My paper How Green is the Valley; ICT Markets Are Going Green: The Other Story from Silicon Valley finally got published:
ABSTRACT. Sustainability is no longer an added feature but a core element of a major part of industrial developments. While the Silicon Valley is at the forefront of technology development and is trying hard to provide an ecologically responsible and healthy work environment it is challenged by the fact that a major part of its output both in hardware and software is consumption-driven and relies on a neo-colonialist approach to produce its wares while creating a green image. Green tech, briefly one of the fastest growing segments in institutional investment has fallen out of favor in 2013. “Green” is not an add-on that can be introduced as method or legally required, it redefines the way we conceive, produce and consume products overall.

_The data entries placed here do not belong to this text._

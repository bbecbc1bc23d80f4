use std::collections::BTreeMap ;
use std::sync::Arc ;
use thiserror::Error ;
use wasmtime::Engine ;

use crate::identity::{ IdentityError, IdentityName };
use crate::loader::ResolveError ;
use crate::unit::{ LinkageError, LoadedUnit, UnitOrigin };



/// Errors that can occur while defining host units.
#[derive( Debug, Error )]
pub enum HostDefinitionError {
	/// The name is not a valid identity.
	#[error( "Invalid host unit name: {0}" )]
	InvalidName( #[from] IdentityError ),
	/// A unit of that name was already defined.
	#[error( "Host unit '{0}' is already defined" )]
	Duplicate( IdentityName ),
	/// The unit's bytes could not be materialised.
	#[error( "Failed to define host unit: {0}" )]
	Linkage( #[from] LinkageError ),
}

/// The pre-existing units of the host, consulted by a [`ModuleLoader`]( crate::ModuleLoader )
/// only for names none of its containers supply.
///
/// A host namespace is built once and never changes afterwards; it outlives
/// every build generation that falls back to it.
#[derive( Debug, Default )]
pub struct HostNamespace {
	units: BTreeMap<IdentityName, Arc<LoadedUnit>>,
}

impl HostNamespace {

	/// A namespace with no units; every fallback lookup comes up empty.
	pub fn empty() -> Self { Self::default() }

	/// Starts defining host units compiled with `engine`.
	pub fn builder( engine: &Engine ) -> HostNamespaceBuilder {
		HostNamespaceBuilder { engine: engine.clone(), units: BTreeMap::new() }
	}

	/// The host unit named `name`, if defined.
	pub fn lookup( &self, name: &str ) -> Option<Arc<LoadedUnit>> {
		self.units.get( name ).cloned()
	}

	/// All host units, ordered by name.
	pub fn units( &self ) -> impl Iterator<Item = &Arc<LoadedUnit>> { self.units.values() }

	/// Number of host units.
	#[inline] pub fn len( &self ) -> usize { self.units.len() }

	/// Whether the namespace defines no units.
	#[inline] pub fn is_empty( &self ) -> bool { self.units.is_empty() }

}

/// Builder for a [`HostNamespace`].
///
/// Each definition is linked against the definitions before it, so supertypes and
/// imported units must be defined first.
#[must_use = "call .build() to obtain the HostNamespace"]
pub struct HostNamespaceBuilder {
	engine: Engine,
	units: BTreeMap<IdentityName, Arc<LoadedUnit>>,
}

impl HostNamespaceBuilder {

	/// Defines a host unit from WebAssembly bytes (binary or text format).
	///
	/// # Errors
	/// Fails if the name is invalid or taken, or the unit cannot be materialised
	/// against the units defined so far.
	pub fn define( mut self, name: &str, bytes: impl AsRef<[u8]> ) -> Result<Self, HostDefinitionError> {

		let name = IdentityName::new( name )?;
		if self.units.contains_key( &name ) { return Err( HostDefinitionError::Duplicate( name ))}

		let unit = LoadedUnit::materialise(
			name.clone(),
			bytes.as_ref(),
			UnitOrigin::Host,
			&self.engine,
			| dependency | self.units.get( dependency ).cloned().ok_or_else(|| ResolveError::NotFound( dependency.clone() )),
		)?;

		self.units.insert( name, Arc::new( unit ));
		Ok( self )

	}

	/// Finishes the namespace.
	pub fn build( self ) -> HostNamespace {
		HostNamespace { units: self.units }
	}

}

impl std::fmt::Debug for HostNamespaceBuilder {
	fn fmt( &self, f: &mut std::fmt::Formatter<'_> ) -> std::fmt::Result {
		f.debug_struct( "HostNamespaceBuilder" )
			.field( "units", &self.units.keys().collect::<Vec<_>>() )
			.finish_non_exhaustive()
	}
}
//! Generations and the workspace publishing them.

use std::path::{ Path, PathBuf };
use std::sync::{ Arc, Mutex, PoisonError, RwLock, TryLockError };
use std::sync::atomic::{ AtomicBool, Ordering };

use crate::index::CapabilityIndex ;
use crate::loader::ModuleLoader ;
use crate::pipeline::{ BuildError, BuildPipeline, BuildResult };



/// The outcome of one successful build: a loader over that build's containers and
/// the capability index computed through it.
///
/// Generations are never mutated after the build that produced them. Dropping the
/// last handle to a generation drops its loader, which releases every container
/// (and thus every open archive) the build opened.
#[derive( Debug )]
pub struct Generation {
	id: u64,
	loader: Arc<ModuleLoader>,
	index: CapabilityIndex,
	retired: AtomicBool,
}

impl Generation {

	pub(crate) fn new( id: u64, loader: Arc<ModuleLoader>, index: CapabilityIndex ) -> Self {
		Self { id, loader, index, retired: AtomicBool::new( false ) }
	}

	/// Monotonic id, unique per pipeline.
	#[inline] pub fn id( &self ) -> u64 { self.id }

	/// The loader that resolved this generation's units.
	#[inline] pub fn loader( &self ) -> &Arc<ModuleLoader> { &self.loader }

	/// The capability index of this generation.
	#[inline] pub fn index( &self ) -> &CapabilityIndex { &self.index }

	/// Whether a later build has started. Retired generations must no longer be queried.
	pub fn is_retired( &self ) -> bool { self.retired.load( Ordering::Acquire ) }

	pub(crate) fn retire( &self ) {
		if !self.retired.swap( true, Ordering::AcqRel ) {
			tracing::debug!( generation = self.id, "Retired generation" );
		}
	}

}

/// A source root and output root pair, rebuilt on request, with at most one
/// published [`Generation`] at a time.
///
/// Builds are serialised: [`rebuild`]( Self::rebuild ) waits for a build already in
/// flight, [`try_rebuild`]( Self::try_rebuild ) refuses instead. Starting a build
/// retires and unpublishes the current generation; the new one is published in a
/// single swap once the build completes. Hosts wanting a responsive UI run
/// rebuilds on a worker thread and keep querying [`current`]( Self::current ).
#[derive( Debug )]
pub struct Workspace {
	pipeline: BuildPipeline,
	source_root: PathBuf,
	output_root: PathBuf,
	build_lock: Mutex<()>,
	current: RwLock<Option<Arc<Generation>>>,
}

impl Workspace {

	/// Creates a workspace with no generation published yet.
	pub fn new( pipeline: BuildPipeline, source_root: impl Into<PathBuf>, output_root: impl Into<PathBuf> ) -> Self {
		Self {
			pipeline,
			source_root: source_root.into(),
			output_root: output_root.into(),
			build_lock: Mutex::new(()),
			current: RwLock::new( None ),
		}
	}

	/// Rebuilds, waiting for any build in flight to finish first.
	///
	/// # Errors
	/// Whatever aborted the build; no generation is published afterwards.
	pub fn rebuild( &self ) -> Result<BuildResult, BuildError> {
		let _guard = self.build_lock.lock().unwrap_or_else( PoisonError::into_inner );
		self.run_build()
	}

	/// Rebuilds unless another build is in flight.
	///
	/// # Errors
	/// [`BuildError::BuildInProgress`] if a build is running, otherwise as [`rebuild`]( Self::rebuild ).
	pub fn try_rebuild( &self ) -> Result<BuildResult, BuildError> {
		let _guard = match self.build_lock.try_lock() {
			Ok( guard ) => guard,
			Err( TryLockError::Poisoned( poisoned )) => poisoned.into_inner(),
			Err( TryLockError::WouldBlock ) => return Err( BuildError::BuildInProgress ),
		};
		self.run_build()
	}

	/// The published generation, if any. `None` before the first build, while a
	/// build is running, and after a build failed fatally.
	pub fn current( &self ) -> Option<Arc<Generation>> {
		self.current.read().unwrap_or_else( PoisonError::into_inner )
			.as_ref()
			.filter(| generation | !generation.is_retired() )
			.cloned()
	}

	/// Retires and unpublishes the current generation. Its containers are released
	/// once the last outstanding handle is dropped.
	pub fn shutdown( &self ) {
		let _guard = self.build_lock.lock().unwrap_or_else( PoisonError::into_inner );
		self.unpublish();
	}

	/// The pipeline builds run through.
	#[inline] pub fn pipeline( &self ) -> &BuildPipeline { &self.pipeline }

	/// Where sources are read from.
	#[inline] pub fn source_root( &self ) -> &Path { &self.source_root }

	/// Where artifacts are written to.
	#[inline] pub fn output_root( &self ) -> &Path { &self.output_root }

	fn run_build( &self ) -> Result<BuildResult, BuildError> {
		self.unpublish();
		let result = self.pipeline.build( &self.source_root, &self.output_root )?;
		*self.current.write().unwrap_or_else( PoisonError::into_inner ) = Some( Arc::clone( result.generation() ));
		tracing::debug!( generation = result.generation().id(), "Published generation" );
		Ok( result )
	}

	fn unpublish( &self ) {
		let previous = self.current.write().unwrap_or_else( PoisonError::into_inner ).take();
		if let Some( generation ) = previous { generation.retire() }
	}

}
use std::io::ErrorKind ;
use std::path::{ Path, PathBuf };

use super::{ Container, ContainerError, resource_segments };



/// A [`Container`] serving regular files beneath a directory root.
#[derive( Debug, Clone )]
pub struct DirectoryContainer {
	root: PathBuf,
}

impl DirectoryContainer {

	/// Creates a container rooted at `root`.
	///
	/// # Errors
	/// [`ContainerError::Unavailable`] if `root` is not an existing directory.
	pub fn new( root: impl Into<PathBuf> ) -> Result<Self, ContainerError> {
		let root = root.into();
		match root.is_dir() {
			true => Ok( Self { root }),
			false => Err( ContainerError::Unavailable( root )),
		}
	}

}

impl Container for DirectoryContainer {

	fn lookup( &self, resource_name: &str ) -> Result<Option<Vec<u8>>, ContainerError> {

		let Some( segments ) = resource_segments( resource_name ) else { return Ok( None )};
		let path = segments.into_iter().fold( self.root.clone(), | path, segment | path.join( segment ));

		match std::fs::metadata( &path ) {
			Ok( metadata ) if metadata.is_file() => match std::fs::read( &path ) {
				Ok( bytes ) => Ok( Some( bytes )),
				Err( err ) if is_absent( &err ) => Ok( None ),
				Err( source ) => Err( ContainerError::Io { path, source }),
			},
			Ok( _ ) => Ok( None ),
			Err( err ) if is_absent( &err ) => Ok( None ),
			Err( source ) => Err( ContainerError::Io { path, source }),
		}

	}

	#[inline] fn root( &self ) -> &Path { &self.root }

	fn resources( &self ) -> Result<Vec<String>, ContainerError> {

		let mut resources = Vec::new();
		let mut pending = vec![( self.root.clone(), String::new() )];

		while let Some(( dir, prefix )) = pending.pop() {
			let entries = std::fs::read_dir( &dir ).map_err(| source | ContainerError::Io { path: dir.clone(), source })?;
			for entry in entries {
				let entry = entry.map_err(| source | ContainerError::Io { path: dir.clone(), source })?;
				let Some( name ) = entry.file_name().to_str().map( str::to_string ) else { continue };
				let resource = match prefix.is_empty() {
					true => name,
					false => format!( "{}/{}", prefix, name ),
				};
				match entry.file_type() {
					Ok( file_type ) if file_type.is_dir() => pending.push(( entry.path(), resource )),
					Ok( _ ) if entry.path().is_file() => resources.push( resource ),
					_ => {}
				}
			}
		}

		Ok( resources )

	}

}

fn is_absent( err: &std::io::Error ) -> bool {
	matches!( err.kind(), ErrorKind::NotFound | ErrorKind::NotADirectory )
}
use wasm_hotload::{ ContainerError, open_container };
use crate::fixtures::{ write_archive, write_tree };

#[test]
fn open_container_picks_variant_by_path() {

	let dir = tempfile::tempdir().unwrap();
	write_tree( dir.path(), &[( "loose/a/Foo.wasm", "loose" )]);
	write_archive( &dir.path().join( "packed.zip" ), &[( "a/Foo.wasm", "(module)" )]);

	let loose = open_container( &dir.path().join( "loose" )).unwrap();
	assert_eq!( loose.lookup( "a/Foo.wasm" ).unwrap().as_deref(), Some( b"loose".as_slice() ));

	let packed = open_container( &dir.path().join( "packed.zip" )).unwrap();
	assert_eq!( packed.lookup( "a/Foo.wasm" ).unwrap(), Some( wat::parse_str( "(module)" ).unwrap() ));

	assert!( format!( "{:?}", loose ).contains( "DirectoryContainer" ));
	assert!( format!( "{:?}", packed ).contains( "ArchiveContainer" ));

}

#[test]
fn open_container_missing_path_is_unavailable() {

	let dir = tempfile::tempdir().unwrap();
	match open_container( &dir.path().join( "missing" )) {
		Err( ContainerError::Unavailable( _ )) => {},
		Err( err ) => panic!( "Unexpected error: {}", err ),
		Ok( _ ) => panic!( "Expected failure" ),
	}

}
use std::sync::Arc ;
use wasm_hotload::{ Engine, HostNamespace, IdentityName, LinkageError, ModuleLoader, ResolveError };
use crate::containers::MemoryContainer ;

#[test]
fn loop_detected_supertype_cycle() {

	let engine = Engine::default();
	let loader = ModuleLoader::new(
		&engine,
		vec![ MemoryContainer::new( "fresh" )
			.with_unit( "a.A", r#"(module (@custom "hotload.extends" "a.B"))"# )
			.with_unit( "a.B", r#"(module (@custom "hotload.extends" "a.A"))"# )
			.boxed()
		],
		Arc::new( HostNamespace::empty() ),
	);

	match loader.resolve( &IdentityName::new( "a.A" ).unwrap() ) {
		Err( ResolveError::Linkage( LinkageError::LoopDetected( chain ))) => {
			let chain = chain.iter().map( IdentityName::as_str ).collect::<Vec<_>>();
			assert_eq!( chain, vec![ "a.A", "a.B", "a.A" ]);
		}
		Err( err ) => panic!( "Unexpected error: {}", err ),
		Ok( _ ) => panic!( "Expected failure" ),
	}
	assert!( loader.registered_units().is_empty() );

}

#[test]
fn loop_detected_import_cycle() {

	let engine = Engine::default();
	let loader = ModuleLoader::new(
		&engine,
		vec![ MemoryContainer::new( "fresh" )
			.with_unit( "a.Ping", r#"(module (import "a.Pong" "pong" (func)) (func (export "ping")))"# )
			.with_unit( "a.Pong", r#"(module (import "a.Ping" "ping" (func)) (func (export "pong")))"# )
			.boxed()
		],
		Arc::new( HostNamespace::empty() ),
	);

	assert!( matches!(
		loader.resolve( &IdentityName::new( "a.Pong" ).unwrap() ),
		Err( ResolveError::Linkage( LinkageError::LoopDetected( _ )))
	));

}

#[test]
fn loop_detected_self_reference() {

	let engine = Engine::default();
	let loader = ModuleLoader::new(
		&engine,
		vec![ MemoryContainer::new( "fresh" ).with_unit( "a.Me", r#"(module (@custom "hotload.extends" "a.Me"))"# ).boxed() ],
		Arc::new( HostNamespace::empty() ),
	);

	assert!( matches!(
		loader.resolve( &IdentityName::new( "a.Me" ).unwrap() ),
		Err( ResolveError::Linkage( LinkageError::LoopDetected( _ )))
	));

}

Any sufficiently advanced technology is indistinguishable from magic.
— Clarke’s 3rd Law
Silicon Valley has a reputation of almost mystical dimensions on all aspects of innovation, creativity, start-ups and moneyto fund all these ventures. The unique quality of the Valley lies in it geographical, informational, and conceptual density of its resources and thus offers a catalytic effect on projects and enterprises. With Green Tech becoming a major segment worldwide, Silicon Valley companies add their own twist, providing everything from energy efficient devices to alternative energy production. Yet after initial interest, the engagement by investors dropped sharply and investment in all segments of green technology is down up to 80 percent in 2013 compared to 2012. [more]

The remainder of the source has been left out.